Material for the task section start

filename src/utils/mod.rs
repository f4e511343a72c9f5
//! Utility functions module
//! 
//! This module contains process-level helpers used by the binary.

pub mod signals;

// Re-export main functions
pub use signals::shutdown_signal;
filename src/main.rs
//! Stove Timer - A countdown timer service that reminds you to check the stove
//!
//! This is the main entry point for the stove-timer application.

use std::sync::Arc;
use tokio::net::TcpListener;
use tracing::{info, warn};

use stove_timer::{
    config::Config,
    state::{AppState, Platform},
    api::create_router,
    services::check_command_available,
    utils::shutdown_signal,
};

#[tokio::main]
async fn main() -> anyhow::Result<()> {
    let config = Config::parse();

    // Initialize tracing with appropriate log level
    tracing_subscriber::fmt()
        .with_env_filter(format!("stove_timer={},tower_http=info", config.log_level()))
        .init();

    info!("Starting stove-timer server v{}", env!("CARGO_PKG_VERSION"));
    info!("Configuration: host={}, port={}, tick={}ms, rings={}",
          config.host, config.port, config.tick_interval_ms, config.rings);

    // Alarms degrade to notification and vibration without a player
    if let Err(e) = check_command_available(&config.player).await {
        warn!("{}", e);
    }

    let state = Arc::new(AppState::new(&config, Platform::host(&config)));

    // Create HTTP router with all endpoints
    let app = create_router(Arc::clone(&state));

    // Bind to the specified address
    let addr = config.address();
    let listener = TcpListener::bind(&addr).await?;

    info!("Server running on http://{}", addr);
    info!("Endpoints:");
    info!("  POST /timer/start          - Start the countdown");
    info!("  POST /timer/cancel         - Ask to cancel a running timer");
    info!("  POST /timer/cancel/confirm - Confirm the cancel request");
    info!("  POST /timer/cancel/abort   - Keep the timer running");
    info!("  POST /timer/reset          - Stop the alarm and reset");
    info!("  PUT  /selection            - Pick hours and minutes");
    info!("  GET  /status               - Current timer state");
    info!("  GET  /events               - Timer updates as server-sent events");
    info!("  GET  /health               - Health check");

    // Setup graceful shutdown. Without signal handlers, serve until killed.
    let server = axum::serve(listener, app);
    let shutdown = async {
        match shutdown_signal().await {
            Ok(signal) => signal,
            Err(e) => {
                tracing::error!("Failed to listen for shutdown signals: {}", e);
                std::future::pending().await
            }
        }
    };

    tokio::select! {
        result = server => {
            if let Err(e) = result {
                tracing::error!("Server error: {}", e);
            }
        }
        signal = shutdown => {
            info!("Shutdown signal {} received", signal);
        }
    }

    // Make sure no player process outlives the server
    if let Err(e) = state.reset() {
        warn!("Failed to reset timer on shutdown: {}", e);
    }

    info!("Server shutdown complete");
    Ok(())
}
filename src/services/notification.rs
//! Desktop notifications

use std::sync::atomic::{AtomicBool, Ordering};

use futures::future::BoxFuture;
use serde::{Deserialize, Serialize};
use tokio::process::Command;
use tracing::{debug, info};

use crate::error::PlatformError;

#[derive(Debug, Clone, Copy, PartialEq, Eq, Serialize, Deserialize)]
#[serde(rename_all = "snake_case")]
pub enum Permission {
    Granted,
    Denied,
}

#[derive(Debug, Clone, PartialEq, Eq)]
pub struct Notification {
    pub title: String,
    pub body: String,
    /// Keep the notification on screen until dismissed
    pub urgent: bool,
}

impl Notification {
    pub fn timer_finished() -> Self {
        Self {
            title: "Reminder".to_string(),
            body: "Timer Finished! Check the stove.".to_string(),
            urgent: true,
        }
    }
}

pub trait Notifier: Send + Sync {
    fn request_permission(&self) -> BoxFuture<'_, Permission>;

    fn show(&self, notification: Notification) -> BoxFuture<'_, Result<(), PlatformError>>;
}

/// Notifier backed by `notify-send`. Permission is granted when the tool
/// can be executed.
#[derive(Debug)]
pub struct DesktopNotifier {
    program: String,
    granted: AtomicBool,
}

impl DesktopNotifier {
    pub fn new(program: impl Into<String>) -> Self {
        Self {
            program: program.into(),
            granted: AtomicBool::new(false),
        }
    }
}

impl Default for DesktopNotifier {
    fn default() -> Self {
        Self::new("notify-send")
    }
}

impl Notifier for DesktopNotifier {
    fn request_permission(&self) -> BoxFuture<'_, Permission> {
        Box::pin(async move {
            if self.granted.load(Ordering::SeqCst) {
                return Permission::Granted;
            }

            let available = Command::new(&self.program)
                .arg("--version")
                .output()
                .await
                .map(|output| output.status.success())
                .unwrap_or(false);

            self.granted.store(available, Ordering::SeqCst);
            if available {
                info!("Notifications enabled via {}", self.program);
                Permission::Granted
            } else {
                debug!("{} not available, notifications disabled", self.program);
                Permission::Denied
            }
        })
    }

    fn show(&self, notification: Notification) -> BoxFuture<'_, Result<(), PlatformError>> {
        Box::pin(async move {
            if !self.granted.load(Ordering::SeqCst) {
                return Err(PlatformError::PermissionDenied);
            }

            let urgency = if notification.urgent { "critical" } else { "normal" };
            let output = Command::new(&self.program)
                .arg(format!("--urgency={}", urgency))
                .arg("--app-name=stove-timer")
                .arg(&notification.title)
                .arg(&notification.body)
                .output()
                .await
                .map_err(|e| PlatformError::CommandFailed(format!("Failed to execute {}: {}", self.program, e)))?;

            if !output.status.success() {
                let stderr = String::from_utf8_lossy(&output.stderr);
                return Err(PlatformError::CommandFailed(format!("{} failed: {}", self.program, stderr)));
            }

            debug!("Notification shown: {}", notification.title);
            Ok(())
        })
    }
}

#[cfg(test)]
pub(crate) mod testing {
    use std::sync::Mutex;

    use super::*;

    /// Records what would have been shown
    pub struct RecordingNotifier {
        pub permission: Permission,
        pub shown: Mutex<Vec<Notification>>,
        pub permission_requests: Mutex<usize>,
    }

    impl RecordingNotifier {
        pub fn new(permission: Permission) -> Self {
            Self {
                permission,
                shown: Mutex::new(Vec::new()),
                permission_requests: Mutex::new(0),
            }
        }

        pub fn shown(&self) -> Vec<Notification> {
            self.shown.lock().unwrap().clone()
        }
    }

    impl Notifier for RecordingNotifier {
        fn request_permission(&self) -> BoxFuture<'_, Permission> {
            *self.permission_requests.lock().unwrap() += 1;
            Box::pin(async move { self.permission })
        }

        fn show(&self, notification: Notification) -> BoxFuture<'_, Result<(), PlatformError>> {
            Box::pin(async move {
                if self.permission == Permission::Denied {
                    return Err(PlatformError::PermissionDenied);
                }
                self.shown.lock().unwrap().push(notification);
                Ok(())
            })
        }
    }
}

Material for the task section end

Return every line of the preceding records in which the word "This" appears.

* **Response to the task**:
//! This module contains process-level helpers used by the binary.
//! This is the main entry point for the stove-timer application.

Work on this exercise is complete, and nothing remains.